Surface area to volume ratio is vital in so many biological processes. When we’re talking about cells, which is most of the time, the important point is that the surface area to the volume ratio gets smaller as the cell gets larger.
Therefore cells are limited in their size because if the cell grows beyond a certain limit, not enough material will be able to cross the membrane fast enough to accommodate the increased cellular volume.
Here are some examples to help to remember how surface area to volume ratio plays its role:
If you were living in Africa you would rather have a large surface area to volume ratio as this would help you lose heat faster.

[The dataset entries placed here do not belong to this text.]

use actix_web::{HttpResponse, ResponseError, http::StatusCode};
use derive_more::Display;

/// Failures surfaced by the day-off voting core.
///
/// User errors (`RequestNotFound`, `VotingClosed`, `InvalidInput`) are reported
/// back to the caller only. Infra errors (`StoreUnavailable`,
/// `AnnouncementFailed`) are logged and retried by the next sweep.
#[derive(Debug, Display, Clone, PartialEq, Eq)]
pub enum DayOffError {
    #[display(fmt = "Day-off request {} not found", _0)]
    RequestNotFound(u64),

    #[display(fmt = "Voting is closed for request {}", _0)]
    VotingClosed(u64),

    #[display(fmt = "Vote store unavailable: {}", _0)]
    StoreUnavailable(String),

    #[display(fmt = "Request {} was modified concurrently, try again", _0)]
    StaleWrite(u64),

    #[display(fmt = "{}", _0)]
    InvalidInput(String),

    #[display(fmt = "Announcement failed: {}", _0)]
    AnnouncementFailed(String),
}

impl std::error::Error for DayOffError {}

impl DayOffError {
    /// Transient failures that the sweeper will retry on its own.
    pub fn is_transient(&self) -> bool {
        matches!(
            self,
            DayOffError::StoreUnavailable(_) | DayOffError::AnnouncementFailed(_)
        )
    }
}

impl From<sqlx::Error> for DayOffError {
    fn from(e: sqlx::Error) -> Self {
        DayOffError::StoreUnavailable(e.to_string())
    }
}

impl From<tokio::time::error::Elapsed> for DayOffError {
    fn from(_: tokio::time::error::Elapsed) -> Self {
        DayOffError::StoreUnavailable("store call timed out".to_string())
    }
}

impl ResponseError for DayOffError {
    fn status_code(&self) -> StatusCode {
        match self {
            DayOffError::RequestNotFound(_) => StatusCode::NOT_FOUND,
            DayOffError::VotingClosed(_) | DayOffError::StaleWrite(_) => StatusCode::CONFLICT,
            DayOffError::InvalidInput(_) => StatusCode::BAD_REQUEST,
            DayOffError::StoreUnavailable(_) => StatusCode::SERVICE_UNAVAILABLE,
            DayOffError::AnnouncementFailed(_) => StatusCode::BAD_GATEWAY,
        }
    }

    fn error_response(&self) -> HttpResponse {
        // infra details stay in the logs
        let message = match self {
            DayOffError::StoreUnavailable(_) => "Service temporarily unavailable".to_string(),
            DayOffError::AnnouncementFailed(_) => "Announcement could not be delivered".to_string(),
            other => other.to_string(),
        };
        HttpResponse::build(self.status_code()).json(serde_json::json!({ "message": message }))
    }
}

Alternatively, if you were living in the Antarctic you would want a small surface area to volume ratio.
This would reduce heat loss and conserve it in the body. Obviously it is cold at the Antarctic, so you would want to minimise heat loss.
Smaller animals tend to have larger surface area to volume ratios. For instance, a hamster has a larger surface area relative to its volume than an elephant!
Elephants have adapted to losing heat faster by having very large ears. This increases their surface area to volume ratio.
Heat is released from our bodies during respiration. This helps keep our organs warm, but it can be a problem if you cannot control your body temperature well.
In our bodies waste is carried by the circulatory system. The blood carries waste from cells around the body to the lungs, the skin, the liver and to the kidney.
But in single celled organisms they get rid of waste by it diffusing across their membranes. As they have a large surface area to volume ratio, diffusion of waste substances occurs rapidly.